### Task to carry out
Nothing in the records should be altered; retype them all exactly.

### Materials provided
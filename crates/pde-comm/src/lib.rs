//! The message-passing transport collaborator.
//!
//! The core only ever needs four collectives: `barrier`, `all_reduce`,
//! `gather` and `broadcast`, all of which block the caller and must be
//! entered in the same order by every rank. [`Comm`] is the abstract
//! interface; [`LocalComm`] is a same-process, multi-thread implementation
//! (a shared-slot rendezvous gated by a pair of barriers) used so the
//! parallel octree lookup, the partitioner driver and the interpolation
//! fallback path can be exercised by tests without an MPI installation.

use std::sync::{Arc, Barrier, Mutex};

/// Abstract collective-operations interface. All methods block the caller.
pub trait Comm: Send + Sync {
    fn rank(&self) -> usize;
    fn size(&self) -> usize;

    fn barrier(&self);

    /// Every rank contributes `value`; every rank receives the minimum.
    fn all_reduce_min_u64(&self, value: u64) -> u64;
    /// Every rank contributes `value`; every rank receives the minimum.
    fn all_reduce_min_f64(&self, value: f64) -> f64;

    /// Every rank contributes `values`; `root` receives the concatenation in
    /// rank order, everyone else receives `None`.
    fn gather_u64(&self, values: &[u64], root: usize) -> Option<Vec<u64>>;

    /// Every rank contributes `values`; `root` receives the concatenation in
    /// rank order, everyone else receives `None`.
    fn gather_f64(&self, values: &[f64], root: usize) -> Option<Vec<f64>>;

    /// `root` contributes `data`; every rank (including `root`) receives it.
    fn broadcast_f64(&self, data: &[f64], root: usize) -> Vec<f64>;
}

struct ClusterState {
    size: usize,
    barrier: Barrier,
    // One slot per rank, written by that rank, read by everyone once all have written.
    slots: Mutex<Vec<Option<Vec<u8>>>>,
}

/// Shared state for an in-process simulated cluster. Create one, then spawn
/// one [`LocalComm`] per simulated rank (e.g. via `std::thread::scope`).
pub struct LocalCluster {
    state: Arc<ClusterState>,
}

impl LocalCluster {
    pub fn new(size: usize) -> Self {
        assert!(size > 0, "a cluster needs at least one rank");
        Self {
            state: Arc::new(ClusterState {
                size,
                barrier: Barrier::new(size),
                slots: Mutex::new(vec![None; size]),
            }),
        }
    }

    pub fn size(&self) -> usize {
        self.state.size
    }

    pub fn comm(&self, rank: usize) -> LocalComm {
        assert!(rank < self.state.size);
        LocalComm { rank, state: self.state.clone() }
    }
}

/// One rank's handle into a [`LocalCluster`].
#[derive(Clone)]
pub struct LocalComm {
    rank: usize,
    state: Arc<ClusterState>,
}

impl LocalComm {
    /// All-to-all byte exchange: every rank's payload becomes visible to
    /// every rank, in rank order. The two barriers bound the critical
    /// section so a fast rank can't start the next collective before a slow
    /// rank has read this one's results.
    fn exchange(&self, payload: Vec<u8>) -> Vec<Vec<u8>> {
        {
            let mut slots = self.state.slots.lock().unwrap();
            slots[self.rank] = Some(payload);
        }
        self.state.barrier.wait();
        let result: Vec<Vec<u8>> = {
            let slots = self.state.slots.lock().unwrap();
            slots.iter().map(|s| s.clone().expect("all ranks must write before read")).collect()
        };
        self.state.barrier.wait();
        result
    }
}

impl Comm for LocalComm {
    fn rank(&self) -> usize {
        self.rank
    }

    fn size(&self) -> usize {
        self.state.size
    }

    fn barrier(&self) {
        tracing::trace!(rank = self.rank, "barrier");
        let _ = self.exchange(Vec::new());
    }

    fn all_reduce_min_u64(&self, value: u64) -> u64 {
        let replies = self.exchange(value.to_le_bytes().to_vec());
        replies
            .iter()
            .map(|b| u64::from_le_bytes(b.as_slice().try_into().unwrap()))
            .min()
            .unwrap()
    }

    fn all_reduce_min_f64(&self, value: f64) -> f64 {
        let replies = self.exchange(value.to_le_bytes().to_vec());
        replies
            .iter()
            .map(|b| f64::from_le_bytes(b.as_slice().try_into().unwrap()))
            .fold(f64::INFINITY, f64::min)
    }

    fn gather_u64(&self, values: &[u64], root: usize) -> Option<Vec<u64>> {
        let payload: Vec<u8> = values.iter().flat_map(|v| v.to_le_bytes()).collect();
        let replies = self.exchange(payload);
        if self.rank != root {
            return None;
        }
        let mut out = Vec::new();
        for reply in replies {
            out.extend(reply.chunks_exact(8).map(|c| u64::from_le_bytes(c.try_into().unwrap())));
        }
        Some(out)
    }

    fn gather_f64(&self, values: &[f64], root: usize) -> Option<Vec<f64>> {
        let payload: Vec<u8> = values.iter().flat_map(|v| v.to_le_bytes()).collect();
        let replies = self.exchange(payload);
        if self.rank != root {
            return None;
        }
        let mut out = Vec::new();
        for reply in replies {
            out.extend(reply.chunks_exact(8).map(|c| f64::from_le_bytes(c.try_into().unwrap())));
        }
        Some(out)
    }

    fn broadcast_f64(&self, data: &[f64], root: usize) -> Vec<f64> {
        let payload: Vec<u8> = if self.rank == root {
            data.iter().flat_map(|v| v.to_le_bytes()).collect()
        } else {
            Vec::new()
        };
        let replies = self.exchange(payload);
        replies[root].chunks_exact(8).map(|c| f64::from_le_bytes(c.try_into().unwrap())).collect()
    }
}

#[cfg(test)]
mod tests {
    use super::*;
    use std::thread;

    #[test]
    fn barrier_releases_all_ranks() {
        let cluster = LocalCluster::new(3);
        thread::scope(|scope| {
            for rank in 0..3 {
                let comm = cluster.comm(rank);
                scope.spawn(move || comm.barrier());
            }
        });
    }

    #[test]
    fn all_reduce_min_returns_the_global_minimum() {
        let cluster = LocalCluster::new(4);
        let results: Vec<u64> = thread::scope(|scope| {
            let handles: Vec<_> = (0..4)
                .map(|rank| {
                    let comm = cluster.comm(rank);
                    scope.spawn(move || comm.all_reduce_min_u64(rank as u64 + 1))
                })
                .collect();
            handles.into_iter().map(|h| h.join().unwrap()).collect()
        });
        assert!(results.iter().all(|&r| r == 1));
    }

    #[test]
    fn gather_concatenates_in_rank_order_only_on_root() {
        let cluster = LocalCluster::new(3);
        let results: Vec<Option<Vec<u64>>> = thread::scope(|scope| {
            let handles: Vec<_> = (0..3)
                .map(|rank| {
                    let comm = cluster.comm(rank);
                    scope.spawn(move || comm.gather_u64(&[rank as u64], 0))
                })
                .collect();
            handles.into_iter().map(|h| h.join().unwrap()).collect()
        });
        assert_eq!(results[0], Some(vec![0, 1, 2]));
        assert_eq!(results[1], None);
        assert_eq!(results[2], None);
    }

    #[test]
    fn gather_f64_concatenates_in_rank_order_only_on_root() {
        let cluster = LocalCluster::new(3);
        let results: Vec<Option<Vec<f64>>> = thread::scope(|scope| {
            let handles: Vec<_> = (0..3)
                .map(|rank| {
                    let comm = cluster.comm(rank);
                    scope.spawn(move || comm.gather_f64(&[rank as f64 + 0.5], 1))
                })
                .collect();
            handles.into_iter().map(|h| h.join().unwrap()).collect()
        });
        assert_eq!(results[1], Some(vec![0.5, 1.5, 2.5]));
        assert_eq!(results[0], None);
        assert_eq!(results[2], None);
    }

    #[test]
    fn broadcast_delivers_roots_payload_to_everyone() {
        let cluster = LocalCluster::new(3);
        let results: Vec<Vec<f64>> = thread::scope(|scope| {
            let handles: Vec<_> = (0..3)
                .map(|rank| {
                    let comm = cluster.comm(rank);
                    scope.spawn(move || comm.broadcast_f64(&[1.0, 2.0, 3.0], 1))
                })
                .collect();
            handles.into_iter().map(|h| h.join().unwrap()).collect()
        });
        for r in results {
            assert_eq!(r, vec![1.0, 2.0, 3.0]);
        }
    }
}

### Answer
filename crates/pde-comm/src/lib.rs
//! The message-passing transport collaborator.
//!
//! The core only ever needs four collectives: `barrier`, `all_reduce`,
//! `gather` and `broadcast`, all of which block the caller and must be
//! entered in the same order by every rank. [`Comm`] is the abstract
//! interface; [`LocalComm`] is a same-process, multi-thread implementation
//! (a shared-slot rendezvous gated by a pair of barriers) used so the
//! parallel octree lookup, the partitioner driver and the interpolation
//! fallback path can be exercised by tests without an MPI installation.

use std::sync::{Arc, Barrier, Mutex};

/// Abstract collective-operations interface. All methods block the caller.
pub trait Comm: Send + Sync {
    fn rank(&self) -> usize;
    fn size(&self) -> usize;

    fn barrier(&self);

    /// Every rank contributes `value`; every rank receives the minimum.
    fn all_reduce_min_u64(&self, value: u64) -> u64;
    /// Every rank contributes `value`; every rank receives the minimum.
    fn all_reduce_min_f64(&self, value: f64) -> f64;

    /// Every rank contributes `values`; `root` receives the concatenation in
    /// rank order, everyone else receives `None`.
    fn gather_u64(&self, values: &[u64], root: usize) -> Option<Vec<u64>>;

    /// Every rank contributes `values`; `root` receives the concatenation in
    /// rank order, everyone else receives `None`.
    fn gather_f64(&self, values: &[f64], root: usize) -> Option<Vec<f64>>;

    /// `root` contributes `data`; every rank (including `root`) receives it.
    fn broadcast_f64(&self, data: &[f64], root: usize) -> Vec<f64>;
}

struct ClusterState {
    size: usize,
    barrier: Barrier,
    // One slot per rank, written by that rank, read by everyone once all have written.
    slots: Mutex<Vec<Option<Vec<u8>>>>,
}

/// Shared state for an in-process simulated cluster. Create one, then spawn
/// one [`LocalComm`] per simulated rank (e.g. via `std::thread::scope`).
pub struct LocalCluster {
    state: Arc<ClusterState>,
}

impl LocalCluster {
    pub fn new(size: usize) -> Self {
        assert!(size > 0, "a cluster needs at least one rank");
        Self {
            state: Arc::new(ClusterState {
                size,
                barrier: Barrier::new(size),
                slots: Mutex::new(vec![None; size]),
            }),
        }
    }

    pub fn size(&self) -> usize {
        self.state.size
    }

    pub fn comm(&self, rank: usize) -> LocalComm {
        assert!(rank < self.state.size);
        LocalComm { rank, state: self.state.clone() }
    }
}

/// One rank's handle into a [`LocalCluster`].
#[derive(Clone)]
pub struct LocalComm {
    rank: usize,
    state: Arc<ClusterState>,
}

impl LocalComm {
    /// All-to-all byte exchange: every rank's payload becomes visible to
    /// every rank, in rank order. The two barriers bound the critical
    /// section so a fast rank can't start the next collective before a slow
    /// rank has read this one's results.
    fn exchange(&self, payload: Vec<u8>) -> Vec<Vec<u8>> {
        {
            let mut slots = self.state.slots.lock().unwrap();
            slots[self.rank] = Some(payload);
        }
        self.state.barrier.wait();
        let result: Vec<Vec<u8>> = {
            let slots = self.state.slots.lock().unwrap();
            slots.iter().map(|s| s.clone().expect("all ranks must write before read")).collect()
        };
        self.state.barrier.wait();
        result
    }
}

impl Comm for LocalComm {
    fn rank(&self) -> usize {
        self.rank
    }

    fn size(&self) -> usize {
        self.state.size
    }

    fn barrier(&self) {
        tracing::trace!(rank = self.rank, "barrier");
        let _ = self.exchange(Vec::new());
    }

    fn all_reduce_min_u64(&self, value: u64) -> u64 {
        let replies = self.exchange(value.to_le_bytes().to_vec());
        replies
            .iter()
            .map(|b| u64::from_le_bytes(b.as_slice().try_into().unwrap()))
            .min()
            .unwrap()
    }

    fn all_reduce_min_f64(&self, value: f64) -> f64 {
        let replies = self.exchange(value.to_le_bytes().to_vec());
        replies
            .iter()
            .map(|b| f64::from_le_bytes(b.as_slice().try_into().unwrap()))
            .fold(f64::INFINITY, f64::min)
    }

    fn gather_u64(&self, values: &[u64], root: usize) -> Option<Vec<u64>> {
        let payload: Vec<u8> = values.iter().flat_map(|v| v.to_le_bytes()).collect();
        let replies = self.exchange(payload);
        if self.rank != root {
            return None;
        }
        let mut out = Vec::new();
        for reply in replies {
            out.extend(reply.chunks_exact(8).map(|c| u64::from_le_bytes(c.try_into().unwrap())));
        }
        Some(out)
    }

    fn gather_f64(&self, values: &[f64], root: usize) -> Option<Vec<f64>> {
        let payload: Vec<u8> = values.iter().flat_map(|v| v.to_le_bytes()).collect();
        let replies = self.exchange(payload);
        if self.rank != root {
            return None;
        }
        let mut out = Vec::new();
        for reply in replies {
            out.extend(reply.chunks_exact(8).map(|c| f64::from_le_bytes(c.try_into().unwrap())));
        }
        Some(out)
    }

    fn broadcast_f64(&self, data: &[f64], root: usize) -> Vec<f64> {
        let payload: Vec<u8> = if self.rank == root {
            data.iter().flat_map(|v| v.to_le_bytes()).collect()
        } else {
            Vec::new()
        };
        let replies = self.exchange(payload);
        replies[root].chunks_exact(8).map(|c| f64::from_le_bytes(c.try_into().unwrap())).collect()
    }
}

#[cfg(test)]
mod tests {
    use super::*;
    use std::thread;

    #[test]
    fn barrier_releases_all_ranks() {
        let cluster = LocalCluster::new(3);
        thread::scope(|scope| {
            for rank in 0..3 {
                let comm = cluster.comm(rank);
                scope.spawn(move || comm.barrier());
            }
        });
    }

    #[test]
    fn all_reduce_min_returns_the_global_minimum() {
        let cluster = LocalCluster::new(4);
        let results: Vec<u64> = thread::scope(|scope| {
            let handles: Vec<_> = (0..4)
                .map(|rank| {
                    let comm = cluster.comm(rank);
                    scope.spawn(move || comm.all_reduce_min_u64(rank as u64 + 1))
                })
                .collect();
            handles.into_iter().map(|h| h.join().unwrap()).collect()
        });
        assert!(results.iter().all(|&r| r == 1));
    }

    #[test]
    fn gather_concatenates_in_rank_order_only_on_root() {
        let cluster = LocalCluster::new(3);
        let results: Vec<Option<Vec<u64>>> = thread::scope(|scope| {
            let handles: Vec<_> = (0..3)
                .map(|rank| {
                    let comm = cluster.comm(rank);
                    scope.spawn(move || comm.gather_u64(&[rank as u64], 0))
                })
                .collect();
            handles.into_iter().map(|h| h.join().unwrap()).collect()
        });
        assert_eq!(results[0], Some(vec![0, 1, 2]));
        assert_eq!(results[1], None);
        assert_eq!(results[2], None);
    }

    #[test]
    fn gather_f64_concatenates_in_rank_order_only_on_root() {
        let cluster = LocalCluster::new(3);
        let results: Vec<Option<Vec<f64>>> = thread::scope(|scope| {
            let handles: Vec<_> = (0..3)
                .map(|rank| {
                    let comm = cluster.comm(rank);
                    scope.spawn(move || comm.gather_f64(&[rank as f64 + 0.5], 1))
                })
                .collect();
            handles.into_iter().map(|h| h.join().unwrap()).collect()
        });
        assert_eq!(results[1], Some(vec![0.5, 1.5, 2.5]));
        assert_eq!(results[0], None);
        assert_eq!(results[2], None);
    }

    #[test]
    fn broadcast_delivers_roots_payload_to_everyone() {
        let cluster = LocalCluster::new(3);
        let results: Vec<Vec<f64>> = thread::scope(|scope| {
            let handles: Vec<_> = (0..3)
                .map(|rank| {
                    let comm = cluster.comm(rank);
                    scope.spawn(move || comm.broadcast_f64(&[1.0, 2.0, 3.0], 1))
                })
                .collect();
            handles.into_iter().map(|h| h.join().unwrap()).collect()
        });
        for r in results {
            assert_eq!(r, vec![1.0, 2.0, 3.0]);
        }
    }
}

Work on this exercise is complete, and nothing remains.